__Your instructions__
The listing below holds a line with "A missing or" and a later line with "let handle = thread::Builder::new()". Write out those two lines and every line between them, exactly, and nothing else.
(Source data begins)
//! One scan: a walker thread plus the registry fed from its output.
//!
//! [`ScanSession::start`] spawns the walker on its own OS thread and keeps the
//! receiving ends of both feeds. The consuming side polls the session with
//! [`try_next`](ScanSession::try_next), [`next`](ScanSession::next) or
//! [`drain`](ScanSession::drain); every conflict path received is ingested into
//! the session's [`SibshipRegistry`] before it is handed out, so membership
//! listeners always run on the consuming thread.
//!
//! Restarting a scan means dropping the session (which cancels its walker) and
//! starting a new one with a fresh registry.
//!
//! # Examples
//!
//! ```no_run
//! use camino::Utf8Path;
//! use sc_scanner::{ScanConfig, ScanSession, SibshipRegistry};
//!
//! # async fn run() -> Result<(), sc_scanner::ScanError> {
//! let config = ScanConfig::new(Utf8Path::new("/srv/sync"));
//! let mut session = ScanSession::start(config, SibshipRegistry::new())?;
//!
//! while let Some(event) = session.next().await {
//!     println!("{event:?}");
//! }
//!
//! let (report, registry) = session.join()?;
//! println!("{} groups, {} entries", registry.len(), report.stats.examined);
//! # Ok(())
//! # }
//! ```

use std::sync::Arc;
use std::thread::{self, JoinHandle};

use camino::Utf8PathBuf;
use sc_core::ProgressSnapshot;
use tokio::sync::mpsc::error::TryRecvError;
use tokio::sync::mpsc::{UnboundedReceiver, unbounded_channel};
use tokio_util::sync::CancellationToken;
use tracing::{debug, info};

use crate::ScanConfig;
use crate::error::ScanError;
use crate::registry::{SibshipId, SibshipRegistry};
use crate::stats::{ScanStats, StatsSnapshot};
use crate::walker::{ConflictWalker, WalkOutputs, WalkReport};

/// Name given to walker threads.
pub const WALKER_THREAD_NAME: &str = "sibscan-walker";

/// Something the consuming side received from the walker.
#[derive(Debug, Clone, PartialEq)]
pub enum SessionEvent {
    /// A conflict path was received and ingested.
    Conflict {
        /// The sibship it joined.
        sibship: SibshipId,
        /// The conflict path.
        path: Utf8PathBuf,
        /// Whether ingesting it created the sibship.
        is_new_group: bool,
    },
    /// A progress snapshot was received.
    Progress(ProgressSnapshot),
}

/// What one [`ScanSession::drain`] call consumed.
#[derive(Debug, Clone, Default, PartialEq)]
pub struct DrainSummary {
    /// Conflict paths ingested.
    pub ingested: usize,
    /// Sibships created.
    pub new_groups: usize,
    /// Most recent progress snapshot received, if any.
    pub latest: Option<ProgressSnapshot>,
    /// Whether the terminal snapshot has been received (now or earlier).
    pub finished: bool,
}

/// A running scan and the registry it feeds.
///
/// Dropping a session cancels its walker and detaches the thread.
#[derive(Debug)]
pub struct ScanSession {
    registry: SibshipRegistry,
    conflicts: UnboundedReceiver<Utf8PathBuf>,
    progress: UnboundedReceiver<ProgressSnapshot>,
    conflicts_open: bool,
    progress_open: bool,
    finished: bool,
    latest: Option<ProgressSnapshot>,
    stats: Arc<ScanStats>,
    cancel: CancellationToken,
    handle: Option<JoinHandle<WalkReport>>,
}

enum Received {
    Conflict(Option<Utf8PathBuf>),
    Progress(Option<ProgressSnapshot>),
}

impl ScanSession {
    /// Starts walking `config.root` on a new thread.
    ///
    /// `registry` receives every conflict path found; register listeners on
    /// it before calling this.
    ///
    /// # Errors
    ///
    /// Returns [`ScanError::Config`] for an invalid configuration and
    /// [`ScanError::Spawn`] if the thread could not be created. A missing or
    /// unreadable root is not an error here: the walk reports it and ends.
    pub fn start(config: ScanConfig, registry: SibshipRegistry) -> Result<Self, ScanError> {
        config.validate()?;

        let (conflicts_tx, conflicts) = unbounded_channel();
        let (progress_tx, progress) = unbounded_channel();
        let outputs = WalkOutputs {
            conflicts: conflicts_tx,
            progress: progress_tx,
        };

        let stats = Arc::new(ScanStats::new());
        let cancel = CancellationToken::new();

        info!(root = %config.root, "Starting scan session");

        let walker = ConflictWalker::new(config);
        let thread_stats = Arc::clone(&stats);
        let thread_cancel = cancel.clone();
        let handle = thread::Builder::new()
            .name(WALKER_THREAD_NAME.to_owned())
            .spawn(move || walker.walk(&outputs, &thread_stats, &thread_cancel))
            .map_err(ScanError::Spawn)?;

        Ok(Self {
            registry,
            conflicts,
            progress,
            conflicts_open: true,
            progress_open: true,
            finished: false,
            latest: None,
            stats,
            cancel,
            handle: Some(handle),
        })
    }

    /// Returns the next pending event without waiting.
    ///
    /// Pending conflict paths are returned before pending snapshots. `None`
    /// means nothing is queued right now, not that the scan is over; see
    /// [`is_finished`](Self::is_finished).
    pub fn try_next(&mut self) -> Option<SessionEvent> {
        if self.conflicts_open {
            match self.conflicts.try_recv() {
                Ok(path) => return Some(self.accept_conflict(path)),
                Err(TryRecvError::Disconnected) => self.conflicts_open = false,
                Err(TryRecvError::Empty) => {}
            }
        }

        if self.progress_open {
            match self.progress.try_recv() {
                Ok(snapshot) => return Some(self.accept_progress(snapshot)),
                Err(TryRecvError::Disconnected) => self.progress_open = false,
                Err(TryRecvError::Empty) => {}
            }
        }

        None
    }

    /// Waits for the next event.
    ///
    /// Returns `None` once the walker has exited and both feeds are empty.
    pub async fn next(&mut self) -> Option<SessionEvent> {
        loop {
            let received = tokio::select! {
                biased;
                path = self.conflicts.recv(), if self.conflicts_open => Received::Conflict(path),
                snapshot = self.progress.recv(), if self.progress_open => Received::Progress(snapshot),
                else => return None,
            };

            match received {
                Received::Conflict(Some(path)) => return Some(self.accept_conflict(path)),
                Received::Progress(Some(snapshot)) => return Some(self.accept_progress(snapshot)),
                Received::Conflict(None) => self.conflicts_open = false,
                Received::Progress(None) => self.progress_open = false,
            }
        }
    }

    /// Consumes everything queued right now.
    pub fn drain(&mut self) -> DrainSummary {
        let mut summary = DrainSummary::default();

        while let Some(event) = self.try_next() {
            match event {
                SessionEvent::Conflict { is_new_group, .. } => {
                    summary.ingested += 1;
                    if is_new_group {
                        summary.new_groups += 1;
                    }
                }
                SessionEvent::Progress(snapshot) => summary.latest = Some(snapshot),
            }
        }

        summary.finished = self.finished;
        summary
    }

    fn accept_conflict(&mut self, path: Utf8PathBuf) -> SessionEvent {
        let (sibship, is_new_group) = self.registry.ingest(&path);
        SessionEvent::Conflict {
            sibship,
            path,
            is_new_group,
        }
    }

    fn accept_progress(&mut self, snapshot: ProgressSnapshot) -> SessionEvent {
        if snapshot.is_terminal() {
            debug!(examined = snapshot.examined, "Received terminal snapshot");
            self.finished = true;
        }
        self.latest = Some(snapshot.clone());
        SessionEvent::Progress(snapshot)
    }

    /// Returns `true` once the terminal snapshot has been received.
    #[inline]
    #[must_use]
    pub const fn is_finished(&self) -> bool {
        self.finished
    }

    /// Returns the most recent snapshot received.
    #[inline]
    #[must_use]
    pub const fn latest_progress(&self) -> Option<&ProgressSnapshot> {
        self.latest.as_ref()
    }

    /// Returns the walker's live counters.
    #[must_use]
    pub fn stats(&self) -> StatsSnapshot {
        self.stats.snapshot()
    }

    /// Returns the registry fed by this session.
    #[inline]
    #[must_use]
    pub const fn registry(&self) -> &SibshipRegistry {
        &self.registry
    }

    /// Returns the registry mutably, e.g. to remove members.
    #[inline]
    pub const fn registry_mut(&mut self) -> &mut SibshipRegistry {
        &mut self.registry
    }

    /// Asks the walker to stop after the directory it is visiting.
    ///
    /// The terminal snapshot is still sent.
    pub fn cancel(&self) {
        debug!("Cancelling scan session");
        self.cancel.cancel();
    }

    /// Waits for the walker thread and returns its report with the registry.
    ///
    /// Anything still queued is ingested first. This blocks the calling
    /// thread until the walk ends, which is immediate once
    /// [`is_finished`](Self::is_finished) is `true`.
    ///
    /// # Errors
    ///
    /// Returns [`ScanError::WalkerPanicked`] if the walker thread panicked.
    pub fn join(mut self) -> Result<(WalkReport, SibshipRegistry), ScanError> {
        let Some(handle) = self.handle.take() else {
            return Err(ScanError::WalkerPanicked);
        };
        let report = handle.join().map_err(|_| ScanError::WalkerPanicked)?;

        // The walker has exited, so both feeds are closed and this terminates.
        self.drain();

        Ok((report, std::mem::take(&mut self.registry)))
    }
}

impl Drop for ScanSession {
    fn drop(&mut self) {
        if self.handle.is_some() {
            self.cancel.cancel();
        }
    }
}

#[cfg(test)]
mod tests {
    use std::fs;
    use std::path::Path;
    use std::sync::Mutex;
    use std::time::Duration;

    use camino::Utf8Path;

    use super::*;
    use crate::registry::{MemberKind, MembershipChange};

    fn utf8(path: &Path) -> &Utf8Path {
        Utf8Path::from_path(path).unwrap()
    }

    fn sample_tree() -> tempfile::TempDir {
        let dir = tempfile::tempdir().unwrap();
        for name in [
            "a.txt",
            "a.sync-conflict-20230723-000249-ONMECE6.txt",
            "a.sync-conflict-20230724-101112-ABCDE12.txt",
            "b.txt",
        ] {
            fs::write(dir.path().join(name), name).unwrap();
        }
        dir
    }

    #[tokio::test]
    async fn test_next_until_exhausted() {
        let dir = sample_tree();
        let mut session =
            ScanSession::start(ScanConfig::new(utf8(dir.path())), SibshipRegistry::new()).unwrap();

        let mut conflicts = 0;
        let mut terminals = 0;
        while let Some(event) = session.next().await {
            match event {
                SessionEvent::Conflict { .. } => conflicts += 1,
                SessionEvent::Progress(snapshot) if snapshot.is_terminal() => terminals += 1,
                SessionEvent::Progress(_) => {}
            }
        }

        assert_eq!(conflicts, 2);
        assert_eq!(terminals, 1);
        assert!(session.is_finished());
        assert_eq!(session.registry().len(), 1);

        let (report, registry) = session.join().unwrap();
        assert_eq!(report.stats.examined, 4);
        assert!(!report.cancelled);
        let id = registry.iter().next().unwrap().id();
        assert_eq!(registry.extant_count(id), 3);
    }

    #[tokio::test]
    async fn test_listener_runs_on_consuming_side() {
        let dir = sample_tree();
        let seen: Arc<Mutex<Vec<(MemberKind, bool)>>> = Arc::default();
        let sink = Arc::clone(&seen);
        let registry = SibshipRegistry::new().with_listener(move |change: &MembershipChange<'_>| {
            assert_ne!(thread::current().name(), Some(WALKER_THREAD_NAME));
            sink.lock().unwrap().push((change.kind, change.is_new_group));
        });

        let mut session = ScanSession::start(ScanConfig::new(utf8(dir.path())), registry).unwrap();
        while session.next().await.is_some() {}

        assert_eq!(
            *seen.lock().unwrap(),
            vec![
                (MemberKind::Canonical, true),
                (MemberKind::Conflict, true),
                (MemberKind::Conflict, false),
            ]
        );
    }

    #[test]
    fn test_drain_polling_loop() {
        let dir = sample_tree();
        let mut session =
            ScanSession::start(ScanConfig::new(utf8(dir.path())), SibshipRegistry::new()).unwrap();

        let mut total = DrainSummary::default();
        for _ in 0..500 {
            let summary = session.drain();
            total.ingested += summary.ingested;
            total.new_groups += summary.new_groups;
            if summary.finished {
                total.finished = true;
                break;
            }
            thread::sleep(Duration::from_millis(10));
        }

        assert!(total.finished);
        assert_eq!(total.ingested, 2);
        assert_eq!(total.new_groups, 1);
        assert!(session.latest_progress().is_some_and(ProgressSnapshot::is_terminal));
        assert_eq!(session.stats().conflicts, 2);
    }

    #[test]
    fn test_try_next_on_empty_tree() {
        let dir = tempfile::tempdir().unwrap();
        let session =
            ScanSession::start(ScanConfig::new(utf8(dir.path())), SibshipRegistry::new()).unwrap();

        let (report, registry) = session.join().unwrap();
        assert_eq!(report.stats.examined, 0);
        assert!(registry.is_empty());
    }

    #[test]
    fn test_join_drains_pending_paths() {
        let dir = sample_tree();
        let session =
            ScanSession::start(ScanConfig::new(utf8(dir.path())), SibshipRegistry::new()).unwrap();

        let (_, registry) = session.join().unwrap();
        assert_eq!(registry.len(), 1);
        assert_eq!(registry.iter().next().unwrap().members().len(), 2);
    }

    #[test]
    fn test_cancel_still_finishes() {
        let dir = sample_tree();
        let session =
            ScanSession::start(ScanConfig::new(utf8(dir.path())), SibshipRegistry::new()).unwrap();
        session.cancel();

        let (report, _) = session.join().unwrap();
        // The walk may already have completed before the token was seen.
        assert!(report.cancelled || report.stats.examined == 4);
    }

    #[test]
    fn test_invalid_config_rejected() {
        let dir = tempfile::tempdir().unwrap();
        let config = ScanConfig::new(utf8(dir.path())).with_smoothing_window(0);
        let err = ScanSession::start(config, SibshipRegistry::new()).unwrap_err();
        assert!(matches!(err, ScanError::Config(_)));
    }

    #[test]
    fn test_missing_root_reports_zero() {
        let dir = tempfile::tempdir().unwrap();
        let missing = dir.path().join("missing");
        let mut session =
            ScanSession::start(ScanConfig::new(utf8(&missing)), SibshipRegistry::new()).unwrap();

        let mut events = Vec::new();
        for _ in 0..500 {
            while let Some(event) = session.try_next() {
                events.push(event);
            }
            if session.is_finished() {
                break;
            }
            thread::sleep(Duration::from_millis(10));
        }

        assert_eq!(events, vec![SessionEvent::Progress(ProgressSnapshot::finished(0))]);
        let (report, _) = session.join().unwrap();
        assert_eq!(report.errors.len(), 1);
    }
}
(Source data ends)
__Finished exercise__
    /// [`ScanError::Spawn`] if the thread could not be created. A missing or
    /// unreadable root is not an error here: the walk reports it and ends.
    pub fn start(config: ScanConfig, registry: SibshipRegistry) -> Result<Self, ScanError> {
        config.validate()?;

        let (conflicts_tx, conflicts) = unbounded_channel();
        let (progress_tx, progress) = unbounded_channel();
        let outputs = WalkOutputs {
            conflicts: conflicts_tx,
            progress: progress_tx,
        };

        let stats = Arc::new(ScanStats::new());
        let cancel = CancellationToken::new();

        info!(root = %config.root, "Starting scan session");

        let walker = ConflictWalker::new(config);
        let thread_stats = Arc::clone(&stats);
        let thread_cancel = cancel.clone();
        let handle = thread::Builder::new()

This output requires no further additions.